Monday, November 4, 2013 : 8:45 a.m. - 9:00 a.m.

Erika Scott, MS, Northeast Center for Agricultural and Occupational Health, Bassett Healthcare Network, Cooperstown, NY
Agriculture ranks among industries with the highest rates of occupational injury and fatality. Administrative medical datasets have long been thought to have potential for occupational injury surveillance. This research attempts to explore the feasibility of establishing an agricultural injury surveillance system in New York State that combines data from existing electronic sources. As part of a long-term effort to develop an agricultural and forestry injury surveillance system for the Northeast, researchers are developing an agricultural injury database that combines four sources of existing electronic injury data from six northeastern states. The four data sources are: ambulance reports, hospital discharge data, hospital emergency department data, and death certificates. The collaborating states (ME, MD, NY, NJ, NH, VT), comprise 68% of the Northeast agriculture and forestry workforce, and represent a range of sizes and commodity groups. This research will begin to fill a widely acknowledged surveillance data gap that prevents health and safety officials from developing and evaluating agricultural and forestry injury prevention programs. If successful, this model for surveillance could be adopted nationwide. Researchers will evaluate the benefits of combining these data sources. Previous research suggests that by merging these datasets, we can increase the overall number of farm cases identified and increase the degree of detail in each record. To test this assertion, researchers will compare the completeness of records from the different data sources before merging to the corresponding records in the single, composite file.

Learning Areas:

Occupational health and safety

Learning Objectives:
Describe the components of the agricultural and forestry surveillance system and differentiate between the data sources. Assess the usefulness of each data component as an integral part of the whole surveillance system.

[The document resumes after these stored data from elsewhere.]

//! Repository Module
//!
//! Data access over the embedded SurrealDB instance. Each table gets its own
//! repository; all of them share [`BaseRepository`] and the [`RepoError`]
//! taxonomy.

pub mod admin;
pub mod order;
pub mod product;

// Re-exports
pub use admin::AdminRepository;
pub use order::OrderRepository;
pub use product::ProductRepository;

use shared::error::ApiError;
use surrealdb::engine::local::Db;
use surrealdb::{RecordId, Surreal};
use thiserror::Error;

/// Repository error types
#[derive(Debug, Error)]
pub enum RepoError {
    #[error("Not found: {0}")]
    NotFound(String),

    #[error("Duplicate: {0}")]
    Duplicate(String),

    #[error("Database error: {0}")]
    Database(String),

    #[error("Validation error: {0}")]
    Validation(String),
}

impl From<surrealdb::Error> for RepoError {
    fn from(err: surrealdb::Error) -> Self {
        RepoError::Database(err.to_string())
    }
}

impl From<RepoError> for ApiError {
    fn from(err: RepoError) -> Self {
        match err {
            RepoError::NotFound(resource) => ApiError::not_found(resource),
            RepoError::Duplicate(message) => ApiError::validation(message),
            RepoError::Validation(message) => ApiError::validation(message),
            RepoError::Database(message) => ApiError::database(message),
        }
    }
}

/// Result type for repository operations
pub type RepoResult<T> = Result<T, RepoError>;

/// Parse an id that may be either `"table:id"` or a bare key
///
/// A prefix for a different table is treated as part of the key, so a
/// `"product:x"` id can never address an `order` row.
pub(crate) fn parse_record_id(table: &str, id: &str) -> RecordId {
    if let Ok(parsed) = id.parse::<RecordId>()
        && parsed.table() == table
    {
        return parsed;
    }
    RecordId::from_table_key(table, id)
}

/// Base repository with database reference
#[derive(Clone)]
pub struct BaseRepository {
    db: Surreal<Db>,
}

impl BaseRepository {
    pub fn new(db: Surreal<Db>) -> Self {
        Self { db }
    }

    pub fn db(&self) -> &Surreal<Db> {
        &self.db
    }
}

Keyword(s): Occupational Surveillance, Agricultural Work Safety

Presenting author's disclosure statement:

Qualified on the content I am responsible for because: I have been the research coordinator on several federally funded grants exploring the feasibility of using existing administrative data for agricultural injury surveillance.
Any relevant financial relationships? No

I agree to comply with the American Public Health Association Conflict of Interest and Commercial Support Guidelines, and to disclose to the participants any off-label or experimental uses of a commercial product or service discussed in my presentation.